* [What is needed]
Please filter the listing for the string "close" and copy each matching line.

- Opening Delimiter -

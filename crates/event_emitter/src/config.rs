//! Emitter configuration.
//!
//! The defaults reproduce the plain emitter behaviour: failures propagate to
//! the caller of `emit` and bridge chains are not depth limited. Both can be
//! hardened per emitter, either in code or from a TOML snippet:
//!
//! ```toml
//! label = "store"
//! isolate_failures = true
//! max_bridge_depth = 8
//! ```

use crate::error::EmitterError;
use serde::{Deserialize, Serialize};

/// Per-emitter behaviour switches.
#[derive(Debug, Clone, Default, PartialEq, Eq, Serialize, Deserialize)]
#[serde(default)]
pub struct EmitterConfig {
    /// Human readable name used in log output
    pub label: Option<String>,
    /// Log and collect listener failures instead of aborting the emit call
    pub isolate_failures: bool,
    /// Maximum number of bridge hops a single emit may travel
    pub max_bridge_depth: Option<usize>,
}

impl EmitterConfig {
    /// Parses a configuration from TOML text. Missing keys take their defaults.
    pub fn from_toml_str(text: &str) -> Result<Self, EmitterError> {
        Ok(toml::from_str(text)?)
    }

    pub fn with_label(mut self, label: impl Into<String>) -> Self {
        self.label = Some(label.into());
        self
    }

    pub fn isolating_failures(mut self) -> Self {
        self.isolate_failures = true;
        self
    }

    pub fn with_max_bridge_depth(mut self, depth: usize) -> Self {
        self.max_bridge_depth = Some(depth);
        self
    }
}
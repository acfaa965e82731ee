//! End-to-end behaviour of listener ordering, one-shot listeners,
//! stop-propagation and unsubscription.

use event_emitter::{EventEmitter, Handler, Propagation};
use std::sync::atomic::{AtomicUsize, Ordering};
use std::sync::{Arc, Mutex};

fn counting(counter: &Arc<AtomicUsize>) -> impl Fn(&String) + Send + Sync + 'static {
    let counter = counter.clone();
    move |_| {
        counter.fetch_add(1, Ordering::SeqCst);
    }
}

fn counting_stop(
    counter: &Arc<AtomicUsize>,
) -> impl Fn(&String) -> Propagation + Send + Sync + 'static {
    let counter = counter.clone();
    move |_| {
        counter.fetch_add(1, Ordering::SeqCst);
        Propagation::Stop
    }
}

fn message() -> String {
    "test message".to_string()
}

#[test_log::test]
fn invokes_all_on_listeners_without_stop_propagation() {
    let emitter: EventEmitter<String> = EventEmitter::new();
    let invoke_count = Arc::new(AtomicUsize::new(0));

    emitter.on("test", counting(&invoke_count));
    emitter.on("test", counting(&invoke_count));

    emitter.emit("test", &message()).unwrap();
    assert_eq!(invoke_count.load(Ordering::SeqCst), 2);
    emitter.emit("test", &message()).unwrap();
    assert_eq!(invoke_count.load(Ordering::SeqCst), 4);
}

#[test]
fn on_listeners_run_in_reverse_registration_order() {
    let emitter: EventEmitter<String> = EventEmitter::new();
    let order = Arc::new(Mutex::new(Vec::new()));

    for tag in ["A", "B", "C"] {
        let order = order.clone();
        emitter.on("test", move |payload: &String| {
            order.lock().unwrap().push(format!("{}:{}", tag, payload));
        });
    }

    emitter.emit("test", &"msg".to_string()).unwrap();
    assert_eq!(*order.lock().unwrap(), vec!["C:msg", "B:msg", "A:msg"]);
}

#[test]
fn invokes_all_once_listeners_without_stop_propagation() {
    let emitter: EventEmitter<String> = EventEmitter::new();
    let invoke_count = Arc::new(AtomicUsize::new(0));

    emitter.once("test", counting(&invoke_count));
    emitter.once("test", counting(&invoke_count));

    emitter.emit("test", &message()).unwrap();
    assert_eq!(invoke_count.load(Ordering::SeqCst), 2);
}

#[test_log::test]
fn stopper_registered_first_runs_last() {
    let emitter: EventEmitter<String> = EventEmitter::new();
    let invoke_count = Arc::new(AtomicUsize::new(0));
    let order = Arc::new(Mutex::new(Vec::new()));

    let log = order.clone();
    let counter = invoke_count.clone();
    emitter.once("test", move |_: &String| {
        counter.fetch_add(1, Ordering::SeqCst);
        log.lock().unwrap().push("A");
        Propagation::Stop
    });
    let log = order.clone();
    let counter = invoke_count.clone();
    emitter.once("test", move |_: &String| {
        counter.fetch_add(1, Ordering::SeqCst);
        log.lock().unwrap().push("B");
    });

    // B is newer, so it runs before the stopper
    emitter.emit("test", &message()).unwrap();
    assert_eq!(invoke_count.load(Ordering::SeqCst), 2);
    assert_eq!(*order.lock().unwrap(), vec!["B", "A"]);
    assert!(!emitter.has_listeners("test"));
}

#[test]
fn once_listener_behind_a_stopper_survives_until_next_emit() {
    let emitter: EventEmitter<String> = EventEmitter::new();
    let invoke_count = Arc::new(AtomicUsize::new(0));

    emitter.once("test", counting(&invoke_count));
    emitter.once("test", counting_stop(&invoke_count));

    emitter.emit("test", &message()).unwrap();
    assert_eq!(invoke_count.load(Ordering::SeqCst), 1);
    assert_eq!(emitter.listener_count("test"), 1);

    emitter.emit("test", &message()).unwrap();
    assert_eq!(invoke_count.load(Ordering::SeqCst), 2);
    assert!(!emitter.has_listeners("test"));
}

#[test]
fn once_listeners_fire_only_once() {
    let emitter: EventEmitter<String> = EventEmitter::new();
    let invoke_count = Arc::new(AtomicUsize::new(0));

    emitter.once("test", counting(&invoke_count));
    emitter.once("test", counting(&invoke_count));

    emitter.emit("test", &message()).unwrap();
    assert_eq!(invoke_count.load(Ordering::SeqCst), 2);
    emitter.emit("test", &message()).unwrap();
    assert_eq!(invoke_count.load(Ordering::SeqCst), 2);
}

#[test]
fn unsubscribes_via_returned_subscription() {
    let emitter: EventEmitter<String> = EventEmitter::new();
    let invoke_count = Arc::new(AtomicUsize::new(0));
    let subscription = emitter.on("test", counting(&invoke_count));

    emitter.emit("test", &message()).unwrap();
    assert_eq!(invoke_count.load(Ordering::SeqCst), 1);

    assert!(subscription.unsubscribe());
    assert!(!subscription.unsubscribe());

    emitter.emit("test", &message()).unwrap();
    assert_eq!(invoke_count.load(Ordering::SeqCst), 1);
}

#[test]
fn unsubscribes_via_off() {
    let emitter: EventEmitter<String> = EventEmitter::new();
    let invoke_count = Arc::new(AtomicUsize::new(0));
    let listener = Handler::new(counting(&invoke_count));

    emitter.on_handler("test", 0, &listener);

    emitter.emit("test", &message()).unwrap();
    assert_eq!(invoke_count.load(Ordering::SeqCst), 1);

    emitter.off("test", &listener);

    emitter.emit("test", &message()).unwrap();
    assert_eq!(invoke_count.load(Ordering::SeqCst), 1);
}

#[test]
fn stop_propagation_skips_remaining_on_listeners() {
    let emitter: EventEmitter<String> = EventEmitter::new();
    let invoke_count = Arc::new(AtomicUsize::new(0));

    emitter.on("test", counting(&invoke_count));
    emitter.on("test", counting_stop(&invoke_count));

    emitter.emit("test", &message()).unwrap();
    assert_eq!(invoke_count.load(Ordering::SeqCst), 1);

    emitter.emit("test", &message()).unwrap();
    assert_eq!(invoke_count.load(Ordering::SeqCst), 2);
}

#[test]
fn respects_listener_priority() {
    let emitter: EventEmitter<String> = EventEmitter::new();
    let invoke_order = Arc::new(Mutex::new(Vec::new()));

    for priority in [4, 3, 3, 2] {
        let invoke_order = invoke_order.clone();
        emitter.on_with_priority("test", priority, move |_: &String| {
            invoke_order.lock().unwrap().push(priority);
        });
    }

    emitter.emit("test", &message()).unwrap();
    assert_eq!(*invoke_order.lock().unwrap(), vec![4, 3, 3, 2]);
}

#[test]
fn priority_registration_order_does_not_matter() {
    let emitter: EventEmitter<String> = EventEmitter::new();
    let invoke_order = Arc::new(Mutex::new(Vec::new()));

    for priority in [-5, 10, 0, 7, -1] {
        let invoke_order = invoke_order.clone();
        emitter.on_with_priority("test", priority, move |_: &String| {
            invoke_order.lock().unwrap().push(priority);
        });
    }

    emitter.emit("test", &message()).unwrap();
    assert_eq!(*invoke_order.lock().unwrap(), vec![10, 7, 0, -1, -5]);
}

#[test]
fn once_and_on_listeners_share_priority_buckets() {
    let emitter: EventEmitter<String> = EventEmitter::new();
    let order = Arc::new(Mutex::new(Vec::new()));

    let log = order.clone();
    emitter.on_with_priority("test", 1, move |_: &String| log.lock().unwrap().push("on@1"));
    let log = order.clone();
    emitter.once_with_priority("test", 1, move |_: &String| log.lock().unwrap().push("once@1"));
    let log = order.clone();
    emitter.once_with_priority("test", 2, move |_: &String| log.lock().unwrap().push("once@2"));

    emitter.emit("test", &message()).unwrap();
    emitter.emit("test", &message()).unwrap();
    assert_eq!(
        *order.lock().unwrap(),
        vec!["once@2", "once@1", "on@1", "on@1"]
    );
}

#[test]
fn events_are_independent() {
    let emitter: EventEmitter<String> = EventEmitter::new();
    let invoke_count = Arc::new(AtomicUsize::new(0));

    emitter.on("open", counting(&invoke_count));
    emitter.on("close", counting_stop(&invoke_count));

    emitter.emit("close", &message()).unwrap();
    emitter.emit("open", &message()).unwrap();
    emitter.emit("other", &message()).unwrap();
    assert_eq!(invoke_count.load(Ordering::SeqCst), 2);

    let mut events = emitter.registered_events();
    events.sort();
    assert_eq!(events, vec!["close", "open"]);
}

- Closing Delimiter -

* [Result of the exercise]
    emitter.on("close", counting_stop(&invoke_count));
    emitter.emit("close", &message()).unwrap();
    assert_eq!(events, vec!["close", "open"]);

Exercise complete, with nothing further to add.